I seem to have half the village coming for classes this summer. I have 13 hours of classes and I have at least one other child who is interested and I have an unspecified number coming this morning, which I may need to split into smaller groups.

Two of my original students have been recommended to go into a bilingual stream when they go to secondary school (this is regarded as very good), so I hope that this isn’t setting high expectations amongst the parents. I think that these two were probably naturally good at languages anyway. The bilingual stream is actually multi lingual, as they learn Spanish, French and English concurrently. This follows how they learn in primary school, where they learn English and French from day one. Most of the youngsters say that they find French quite easy as there are lots of similarities with Spanish, however they find English quite difficult and they need to be of the same level in both French and English to pass their exams, which I think is where the interest is coming from. Of course, I say English, however it is of course, American. I have to remember that they are taught dates the wrong way round, and the past simple of ‘to dream’ is dreamed, not dreamt. However oddly they are taught coloUr and not color.

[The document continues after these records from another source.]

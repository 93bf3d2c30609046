//! CI step operations
//!
//! - **Retry** - fixed-delay re-runs until success or exhaustion
//! - **Timeout** - deadline with process-group termination
//! - **Checks** - existence, availability, exit-code and output predicates

pub mod checks;
pub mod policy;
pub mod retry;
pub mod timeout;

pub use policy::{RetryPolicy, TimeoutPolicy, DEFAULT_GRACE_PERIOD};
pub use retry::retry;
pub use timeout::{run_with_timeout, TimeoutRunner};
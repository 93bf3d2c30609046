//! Process-group management
//!
//! Provides the capability the timeout runner needs from the host:
//! - Spawn a command as the leader of a new process group
//! - Poll and wait for the leader
//! - Signal the whole group (graceful, then forceful)

pub mod group;
pub mod traits;

pub use group::SystemHost;
pub use traits::{GroupChild, ProcessHost, Termination};
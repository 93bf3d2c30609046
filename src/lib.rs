//! cistep - Retry, timeout and check helpers for CI pipeline steps
//!
//! Wraps a command invocation with the behaviours a flaky CI step needs:
//! - **Retry** - re-run with a fixed delay until success or attempts run out
//! - **Timeout** - run in a fresh process group, killing the whole group at a
//!   deadline (graceful signal, grace period, then forceful)
//! - **Checks** - file/dir existence, command availability, exit-code and
//!   output predicates
//!
//! ## Features
//!
//! - Outcomes carry shell exit codes (124 on timeout, 127 on missing program)
//! - Explicit initialisation through [`CiSteps`], no ambient environment state
//! - XDG-compliant layered configuration for CLI defaults
//! - Process spawning behind a [`ProcessHost`] seam for testing
//!
//! ## Example
//!
//! ```no_run
//! use cistep::{CiSteps, Config, Invocation, RetryPolicy};
//! use std::time::Duration;
//!
//! let steps = CiSteps::init(&Config::default()).unwrap();
//! let policy = RetryPolicy::new(3, Duration::from_secs(2)).unwrap();
//! let outcome = steps
//!     .retry_blocking(&policy, &Invocation::new("make").arg("test"))
//!     .unwrap();
//! std::process::exit(outcome.code());
//! ```

pub mod cli;
pub mod config;
pub mod error;
pub mod executor;
pub mod logging;
pub mod process;
pub mod steps;
pub mod toolkit;

pub use cli::{Cli, Commands};
pub use config::Config;
pub use error::{suggest_fix, StepError};
pub use executor::{
    exec_captured, CommandRunner, ExecOptions, ExecResult, Invocation, Outcome, SystemRunner,
};
pub use process::{GroupChild, ProcessHost, SystemHost, Termination};
pub use steps::{retry, run_with_timeout, RetryPolicy, TimeoutPolicy, TimeoutRunner};
pub use toolkit::CiSteps;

The youngest ones are five, and one started crying when she came into the ‘classroom’. I think that the giant picture of Moulty, our sheep, glaring down at her might have compounded her nervousness. Hello Kitty is a quick remedy, however, and colouring Hello Kitty in different colours soon cheered her up. Just wish she’d followed the colours I was saying and not doing their own thing. I will hide the coloured pens next week as they spend too much time on the colouring. I’m also going to see if I can get one of my other students to help me with the young ones. I’ve had other very young ones, however they’ve had loads of confidence and haven’t seemed to worry that they don’t understand a word that I have been saying. These two just sit there on the verge of blubbing so they may need a little extra help.
No news on the puppy front so we are expecting to have to take the small ones to the pound. They broke into the chicken run, and worried the chickens. They weren’t aggressive, just wanted to play, however their boisterous puppy play would have killed one of the chickens if Ian hadn’t heard the commotion. Since then we’ve had to keep them in the barn, which isn’t giving them a great quality of life. I’m glad that we didn’t bring them into the house as we’ve been able to keep thinking of them as being temporary guests only. We’ll continue looking for a home for the small mastin. He’s not a problem and seems quite happy just mooching around the back yard.

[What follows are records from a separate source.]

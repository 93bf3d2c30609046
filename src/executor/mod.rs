//! Command execution module
//!
//! Provides:
//! - Typed invocations (program + argument vector, no shell)
//! - Outcome codes shared by every runner
//! - Inherited-stdio and captured-output execution

pub mod invocation;
pub mod outcome;
pub mod runner;
pub mod traits;

pub use invocation::Invocation;
pub use outcome::Outcome;
pub use runner::{block_on, exec_captured, ExecOptions, ExecResult, SystemRunner};
pub use traits::CommandRunner;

Bob has been on antibiotics for a bladder infection. I noticed that he was weeing when he walked, which he’d been doing for a while, but had started leaving a trail in the house too. The vet said that he had a slight temperature and his bladder was swollen, and gave us antibiotics, which seem to have done the trick. Bob gets bladder problems when he’s stressed, however I really don’t think he has much to be stressed about at the moment!